Num dia apenas, 24 horas por inteiro, famílias viajam, lamentam-se mortes, celebram-se nascimentos e festas de anos, youtubers e influencers passeiam o egocentrismo por redes sociais tão irrelevantes como um telefone desligado ou inexistente enquanto lançamos papagaios, escrevemos cartas e cartas de amor, andamos de bicicleta, protestamos, peço-te em casamento vezes sem conta, casamos vezes sem conta, sobrevivemos, ou não, a tempestades, a cargas de polícia, prisões, injustiças, derramamos sangue, mudamos o mundo para melhor ou pelo menos tentamos.
Engolimos derrotas, saboreamos a glória, acabamos o curso, aprendemos a andar, comprometemo-nos, rompemos e reatamos, fazemos um balanço da vida, conduzimos, fabricamos, construímos, transportamos, semeamos, trabalhamos, reflectimos, rezamos, abraçamos, remendamos, cremamos, voamos, andamos a cavalo, caímos do céu, corremos, passeamos o cão, o gato, o bicho de estimação, vemos o mar, jogamos à bola, passamos demasiado tempo sós, ficamos em casa enquanto a mãe natureza toma o nosso lugar de repente vago, ouvimos o cantar das baleias, deslumbramo-nos diante de horizontes sem fim, escalamos montanhas, damos valor ao que nos rodeia enquanto perdemos tudo, enquanto ganhamos tudo numa escola sem paredes, apenas alunos e professores sentados no chão e a escola é o mundo.

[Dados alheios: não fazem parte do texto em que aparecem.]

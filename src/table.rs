//! Column classification and small helpers over polars tables.

use polars::prelude::*;
use serde::{Deserialize, Serialize};

/// Semantic type of a column, derived from its polars dtype.
#[derive(Debug, Clone, Copy, PartialEq, Eq, Deserialize, Serialize)]
pub enum ColumnKind {
    Numeric,
    Boolean,
    Temporal,
    Text,
}

impl ColumnKind {
    pub fn of(dtype: &DataType) -> Self {
        if dtype.is_primitive_numeric() {
            Self::Numeric
        } else if dtype.is_bool() {
            Self::Boolean
        } else if dtype.is_temporal() {
            Self::Temporal
        } else {
            Self::Text
        }
    }

    pub fn as_str(&self) -> &'static str {
        match self {
            Self::Numeric => "Numeric",
            Self::Boolean => "Boolean",
            Self::Temporal => "Temporal",
            Self::Text => "Text",
        }
    }
}

/// Column names with their kinds, in column order.
pub fn column_kinds(df: &DataFrame) -> Vec<(String, ColumnKind)> {
    df.get_columns()
        .iter()
        .map(|c| (c.name().to_string(), ColumnKind::of(c.dtype())))
        .collect()
}

/// Names of the numeric columns, in column order.
pub fn numeric_column_names(df: &DataFrame) -> Vec<String> {
    df.get_columns()
        .iter()
        .filter(|c| ColumnKind::of(c.dtype()) == ColumnKind::Numeric)
        .map(|c| c.name().to_string())
        .collect()
}

/// First `rows` rows of the table.
pub fn preview(df: &DataFrame, rows: usize) -> DataFrame {
    df.head(Some(rows))
}

/// Number of missing cells across all columns.
pub fn missing_cells(df: &DataFrame) -> usize {
    df.get_columns().iter().map(Column::null_count).sum()
}
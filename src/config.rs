//! Persistent settings for the command-line front end.

use crate::upload::FileFormat;
use anyhow::{Context as _, Result};
use serde::{Deserialize, Serialize};
use std::path::{Path, PathBuf};

/// User settings, stored as JSON in the platform config directory.
#[derive(Debug, Clone, PartialEq, Eq, Serialize, Deserialize)]
#[serde(default)]
pub struct SweeperConfig {
    /// Rows shown by `preview`
    pub preview_rows: usize,
    /// Export format when none is given on the command line
    pub default_format: FileFormat,
    /// Where artifacts are written; the working directory when unset
    pub output_dir: Option<PathBuf>,
    /// Replace existing artifacts
    pub overwrite: bool,
    /// Also write logs to rolling files in the data directory
    pub log_to_file: bool,
}

impl Default for SweeperConfig {
    fn default() -> Self {
        Self {
            preview_rows: 5,
            default_format: FileFormat::Csv,
            output_dir: None,
            overwrite: false,
            log_to_file: false,
        }
    }
}

impl SweeperConfig {
    /// Get the config file path
    pub fn config_path() -> Result<PathBuf> {
        let config_dir = dirs::config_dir().context("Failed to get config directory")?;
        Ok(config_dir.join("datasweeper").join("config.json"))
    }

    /// Load configuration from disk, falling back to defaults
    pub fn load() -> Result<Self> {
        Self::load_from(&Self::config_path()?)
    }

    pub fn load_from(path: &Path) -> Result<Self> {
        if !path.exists() {
            return Ok(Self::default());
        }

        let contents = std::fs::read_to_string(path)
            .with_context(|| format!("Failed to read config from {}", path.display()))?;

        serde_json::from_str(&contents)
            .with_context(|| format!("Failed to parse config JSON in {}", path.display()))
    }

    /// Save configuration to disk
    pub fn save(&self) -> Result<()> {
        self.save_to(&Self::config_path()?)
    }

    pub fn save_to(&self, path: &Path) -> Result<()> {
        if let Some(parent) = path.parent() {
            std::fs::create_dir_all(parent).with_context(|| {
                format!("Failed to create config directory: {}", parent.display())
            })?;
        }

        let json = serde_json::to_string_pretty(self).context("Failed to serialize config")?;

        std::fs::write(path, json)
            .with_context(|| format!("Failed to write config to {}", path.display()))
    }
}
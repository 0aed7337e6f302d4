//! # Data Sweeper
//!
//! Upload CSV and Excel files, clean them, keep the columns you need, chart
//! their numbers and convert them to the other format.
//!
//! ## Quick Start
//!
//! ```no_run
//! use datasweeper::cleaning::CleaningOptions;
//! use datasweeper::export::ConversionRequest;
//! use datasweeper::pipeline::Session;
//! use datasweeper::selection::ColumnSelection;
//! use datasweeper::upload::{FileFormat, UploadedFile};
//!
//! let mut session = Session::new();
//! let ids = session.upload([UploadedFile::from_path("sales.csv")?]);
//!
//! let file = session.get_mut(ids[0])?;
//! file.clean(&CleaningOptions { remove_duplicates: true, fill_missing_numeric: true })?;
//! file.select(ColumnSelection::only(["region", "revenue"]))?;
//! let artifact = file.export(&ConversionRequest::new(FileFormat::Xlsx))?;
//! println!("{} ({} bytes)", artifact.file_name, artifact.bytes.len());
//! # Ok::<(), datasweeper::error::SweeperError>(())
//! ```
//!
//! ## Core Modules
//!
//! - [`upload`]: uploaded files and format detection
//! - [`io`]: CSV and XLSX parsing with explicit type inference, and writing
//! - [`cleaning`]: de-duplication and mean imputation
//! - [`selection`]: column selection
//! - [`visualize`]: chart data for numeric columns
//! - [`export`]: conversion into downloadable artifacts
//! - [`pipeline`]: per-file state, sessions and batch runs
//! - [`error`]: error types and handling utilities

#![warn(clippy::all, rust_2018_idioms)]

pub mod cleaning;
pub mod config;
pub mod error;
pub mod export;
pub mod io;
pub mod logging;
pub mod pipeline;
pub mod selection;
pub mod table;
pub mod upload;
pub mod visualize;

E quando a noite cai ainda é sábado e dançamos até cair enquanto te beijo na boca. Enchemos o peito de ar que a noite se delonga para dar lugar ao sono e às estrelas, novamente as estrelas, sempre as estrelas.
E no fim de mais um ciclo, é impossível não pensar: se vivemos tudo isto num só dia, quanto mais estará por descobrir, quanto mais por desvendar ao longo de outros 365 dias seguidos de uma vida inteira? Life in a day 2020 não é apenas um testemunho, é um legado, um retrato da humanidade não apenas para as gerações futuras mas para quem quer que esteja lá fora, uma mensagem de esperança, um convite e tanta, mas tanta, vontade de viver!